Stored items
Content starts

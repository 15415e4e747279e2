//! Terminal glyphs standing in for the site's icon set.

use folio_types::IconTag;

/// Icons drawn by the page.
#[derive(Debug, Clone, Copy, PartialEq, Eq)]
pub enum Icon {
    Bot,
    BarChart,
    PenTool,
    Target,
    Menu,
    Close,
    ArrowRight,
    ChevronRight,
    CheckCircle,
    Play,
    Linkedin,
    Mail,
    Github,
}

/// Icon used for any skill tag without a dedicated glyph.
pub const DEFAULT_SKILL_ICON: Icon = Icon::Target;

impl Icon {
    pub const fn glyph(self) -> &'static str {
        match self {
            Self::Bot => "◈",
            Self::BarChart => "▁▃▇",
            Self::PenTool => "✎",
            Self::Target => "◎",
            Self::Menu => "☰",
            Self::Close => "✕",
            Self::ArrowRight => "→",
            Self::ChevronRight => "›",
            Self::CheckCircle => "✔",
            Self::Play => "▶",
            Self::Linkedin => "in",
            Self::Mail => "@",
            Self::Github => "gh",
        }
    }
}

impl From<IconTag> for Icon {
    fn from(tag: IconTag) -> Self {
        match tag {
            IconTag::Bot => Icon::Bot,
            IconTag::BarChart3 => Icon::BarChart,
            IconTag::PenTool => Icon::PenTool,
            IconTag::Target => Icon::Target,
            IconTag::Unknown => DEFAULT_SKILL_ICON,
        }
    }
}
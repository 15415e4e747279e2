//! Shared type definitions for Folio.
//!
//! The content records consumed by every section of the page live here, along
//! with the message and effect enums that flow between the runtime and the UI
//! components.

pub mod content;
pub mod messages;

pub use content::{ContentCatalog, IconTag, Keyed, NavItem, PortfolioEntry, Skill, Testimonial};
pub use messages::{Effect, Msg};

Content ends
Content starts

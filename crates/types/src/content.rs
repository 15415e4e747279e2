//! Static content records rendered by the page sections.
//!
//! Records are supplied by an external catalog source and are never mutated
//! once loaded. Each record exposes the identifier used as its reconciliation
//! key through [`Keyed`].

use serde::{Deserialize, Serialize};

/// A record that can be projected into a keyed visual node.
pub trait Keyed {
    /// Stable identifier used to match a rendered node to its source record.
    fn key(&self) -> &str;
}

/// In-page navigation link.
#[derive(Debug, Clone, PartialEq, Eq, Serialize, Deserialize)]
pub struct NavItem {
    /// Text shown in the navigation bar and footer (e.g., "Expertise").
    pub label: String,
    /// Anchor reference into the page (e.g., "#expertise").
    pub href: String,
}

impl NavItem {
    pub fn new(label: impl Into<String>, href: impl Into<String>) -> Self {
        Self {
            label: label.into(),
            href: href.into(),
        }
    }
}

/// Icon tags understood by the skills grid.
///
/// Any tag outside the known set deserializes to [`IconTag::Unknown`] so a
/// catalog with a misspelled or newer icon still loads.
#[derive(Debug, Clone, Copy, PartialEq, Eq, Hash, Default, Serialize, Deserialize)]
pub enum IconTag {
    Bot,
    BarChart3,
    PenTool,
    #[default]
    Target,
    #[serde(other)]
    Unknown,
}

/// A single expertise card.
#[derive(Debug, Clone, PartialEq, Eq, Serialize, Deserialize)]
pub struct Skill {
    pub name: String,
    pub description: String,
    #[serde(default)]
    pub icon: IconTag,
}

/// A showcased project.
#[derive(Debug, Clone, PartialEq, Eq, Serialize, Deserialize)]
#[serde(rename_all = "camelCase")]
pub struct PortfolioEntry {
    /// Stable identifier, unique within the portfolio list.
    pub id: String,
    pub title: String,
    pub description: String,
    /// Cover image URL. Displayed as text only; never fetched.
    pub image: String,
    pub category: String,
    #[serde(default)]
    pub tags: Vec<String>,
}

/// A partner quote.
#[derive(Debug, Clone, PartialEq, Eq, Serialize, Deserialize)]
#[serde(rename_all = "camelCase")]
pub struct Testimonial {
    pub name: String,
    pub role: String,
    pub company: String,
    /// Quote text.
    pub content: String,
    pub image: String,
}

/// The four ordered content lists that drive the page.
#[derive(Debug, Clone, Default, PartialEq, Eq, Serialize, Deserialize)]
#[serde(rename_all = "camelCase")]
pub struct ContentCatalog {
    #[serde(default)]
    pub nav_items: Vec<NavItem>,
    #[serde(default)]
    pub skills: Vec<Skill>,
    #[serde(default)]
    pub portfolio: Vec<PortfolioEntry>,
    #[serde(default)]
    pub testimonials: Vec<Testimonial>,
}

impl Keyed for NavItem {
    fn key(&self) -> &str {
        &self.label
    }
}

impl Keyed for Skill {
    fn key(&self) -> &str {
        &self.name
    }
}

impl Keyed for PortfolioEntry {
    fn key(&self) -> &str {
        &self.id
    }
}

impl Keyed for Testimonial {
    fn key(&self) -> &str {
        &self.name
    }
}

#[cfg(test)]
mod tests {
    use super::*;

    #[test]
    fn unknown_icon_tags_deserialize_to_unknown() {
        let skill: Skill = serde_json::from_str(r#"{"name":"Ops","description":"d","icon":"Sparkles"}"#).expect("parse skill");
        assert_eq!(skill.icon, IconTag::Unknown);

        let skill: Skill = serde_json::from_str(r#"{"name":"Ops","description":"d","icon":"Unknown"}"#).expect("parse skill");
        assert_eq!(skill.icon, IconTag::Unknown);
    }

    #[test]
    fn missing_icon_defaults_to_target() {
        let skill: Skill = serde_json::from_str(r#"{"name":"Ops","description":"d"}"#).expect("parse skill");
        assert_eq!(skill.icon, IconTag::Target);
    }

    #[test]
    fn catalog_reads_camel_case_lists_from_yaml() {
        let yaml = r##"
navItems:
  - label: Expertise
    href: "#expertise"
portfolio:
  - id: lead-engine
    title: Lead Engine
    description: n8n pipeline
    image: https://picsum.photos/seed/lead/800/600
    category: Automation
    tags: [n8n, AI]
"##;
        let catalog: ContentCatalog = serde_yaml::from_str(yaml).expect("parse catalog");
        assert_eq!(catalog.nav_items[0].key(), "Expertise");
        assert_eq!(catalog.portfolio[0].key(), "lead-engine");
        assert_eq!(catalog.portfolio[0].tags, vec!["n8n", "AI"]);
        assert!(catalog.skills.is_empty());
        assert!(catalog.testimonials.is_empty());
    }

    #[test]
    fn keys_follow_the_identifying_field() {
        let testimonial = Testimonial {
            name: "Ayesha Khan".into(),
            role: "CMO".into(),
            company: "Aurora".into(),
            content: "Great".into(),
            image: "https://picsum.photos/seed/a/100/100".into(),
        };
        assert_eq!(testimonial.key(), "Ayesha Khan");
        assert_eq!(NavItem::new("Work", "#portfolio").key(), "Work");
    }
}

Content ends
Content starts

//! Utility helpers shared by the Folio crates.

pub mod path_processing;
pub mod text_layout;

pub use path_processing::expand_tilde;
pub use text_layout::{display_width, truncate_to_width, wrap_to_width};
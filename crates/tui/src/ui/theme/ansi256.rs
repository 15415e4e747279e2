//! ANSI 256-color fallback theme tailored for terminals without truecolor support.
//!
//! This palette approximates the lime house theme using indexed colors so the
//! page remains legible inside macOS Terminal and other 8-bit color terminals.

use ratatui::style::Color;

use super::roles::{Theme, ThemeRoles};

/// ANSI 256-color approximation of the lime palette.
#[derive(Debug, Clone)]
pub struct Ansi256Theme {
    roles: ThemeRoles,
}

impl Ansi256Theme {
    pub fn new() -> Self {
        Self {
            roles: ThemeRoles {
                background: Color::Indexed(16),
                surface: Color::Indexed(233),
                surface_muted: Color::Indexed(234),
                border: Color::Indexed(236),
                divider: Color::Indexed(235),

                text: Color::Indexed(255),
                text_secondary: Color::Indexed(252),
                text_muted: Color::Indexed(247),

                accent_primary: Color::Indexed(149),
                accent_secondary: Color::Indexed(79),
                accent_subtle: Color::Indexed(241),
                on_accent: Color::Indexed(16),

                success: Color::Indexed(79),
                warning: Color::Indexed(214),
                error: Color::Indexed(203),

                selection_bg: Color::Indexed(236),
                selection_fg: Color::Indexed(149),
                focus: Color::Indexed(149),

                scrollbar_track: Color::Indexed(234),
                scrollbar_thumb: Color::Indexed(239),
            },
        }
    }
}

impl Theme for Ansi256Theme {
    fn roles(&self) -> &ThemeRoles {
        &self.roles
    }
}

Content ends

Find and copy each line above that includes the string "const".

pub const DEFAULT_SKILL_ICON: Icon = Icon::Target;
    pub const fn glyph(self) -> &'static str {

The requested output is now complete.